OFC it has a big bunch of horsepower, but it also has barely road legal tires and a fuck load of aero. Dodge designed the ACR from the get go just to be a very fast car on the track, so they could tell everyone they made the fastest track car on the market. It’s probably the closest thing to a road legal GT racecar.
The hypercars aren’t designed for track times, they’re designed to go very fast and look cool. Their track times just happen because they are very fast.
It’s a hypercar, I don’t think a lot of people here think differently on that point, doesn’t mean the car isn’t a very well engineered one.
Edit: And to quote the slowest man in the world, the Veyron, at least back when it’s only competition in terms of speed where cars like the Hennessey, was the only one that could go that fast without feeling like it was going to fall apart.
Adding a shit ton of power to go very fast is easy.
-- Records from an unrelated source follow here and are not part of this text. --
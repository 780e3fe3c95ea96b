//! Core entity structs for the Archipel simulation.
//!
//! Covers the mutable records (`City`, `Building`, `Player`, `Transport`,
//! `ResourceSite`, `Island`, `Notification`) and the [`WorldSnapshot`]
//! plain-data tree used for persistence and full-state polling.
//!
//! These types are the single deserialization boundary: anything entering
//! the simulation is parsed into them once, and internal code works on
//! the typed values only.

use std::collections::{BTreeMap, BTreeSet};

use chrono::{DateTime, Utc};
use rust_decimal::Decimal;
use serde::{Deserialize, Serialize};

use crate::enums::{
    BuildingKind, BuildingStatus, NotificationKind, Research, Resource, SatisfactionFactor,
    ShipKind, TaxRate, TransportState, UnitKind,
};
use crate::ids::{CityId, IslandId, NotificationId, PlayerId, TransportId};

/// Number of building slots in every city.
pub const CITY_SLOT_COUNT: usize = 10;

// ---------------------------------------------------------------------------
// Geometry
// ---------------------------------------------------------------------------

/// Integer map coordinates.
#[derive(Debug, Clone, Copy, PartialEq, Eq, PartialOrd, Ord, Hash, Default, Serialize, Deserialize)]
pub struct Coordinates {
    /// Horizontal position.
    pub x: i32,
    /// Vertical position.
    pub y: i32,
}

impl Coordinates {
    /// Build a coordinate pair.
    pub const fn new(x: i32, y: i32) -> Self {
        Self { x, y }
    }
}
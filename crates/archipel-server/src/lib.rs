//! HTTP facade over the Archipel world actor.
//!
//! The server holds no game state of its own. Every request becomes one
//! message to the [`WorldHandle`](archipel_core::WorldHandle): `GET`
//! endpoints read, `POST` endpoints send a single
//! [`Command`](archipel_core::Command). Clients poll the full state and
//! diff locally.
//!
//! # Modules
//!
//! - [`error`] -- [`ApiError`] and its JSON rendering.
//! - [`handlers`] -- Query and command endpoint handlers.
//! - [`router`] -- Route table with CORS and request tracing.
//! - [`server`] -- TCP binding and graceful shutdown.
//! - [`state`] -- [`AppState`] shared by the handlers.

pub mod error;
pub mod handlers;
pub mod router;
pub mod server;
pub mod state;

pub use error::ApiError;
pub use router::build_router;
pub use server::{ServerError, start_server};
pub use state::AppState;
Having a car that stays comfy at that speed is more complicated. Even though it’s completely pointless from any practical POV, it’s still a well engineered car.
Ferdinand Piech, actually, also YES, Him personally, not the VAG group.
I doubt you know the history of the car, and why it was made the way it was (In fact I see by your posts that you do not have a SINGLE CLUE), but that just makes me say “Do not make statements on things you do not know”, because what you said is completely wrong, unresearched, understood ass backwards, and more so, plain stupid. Learning some engineering, motorsport and plain automotive history will go a long way if you’re to keep talking about cars in your life.
Aaaand what happened? Only caught fire on Top Gear and was outperformed on the track (which seems to be something you keep mentioning?) by an M5. After that, it swiftly moved out of the hypercar spotlight.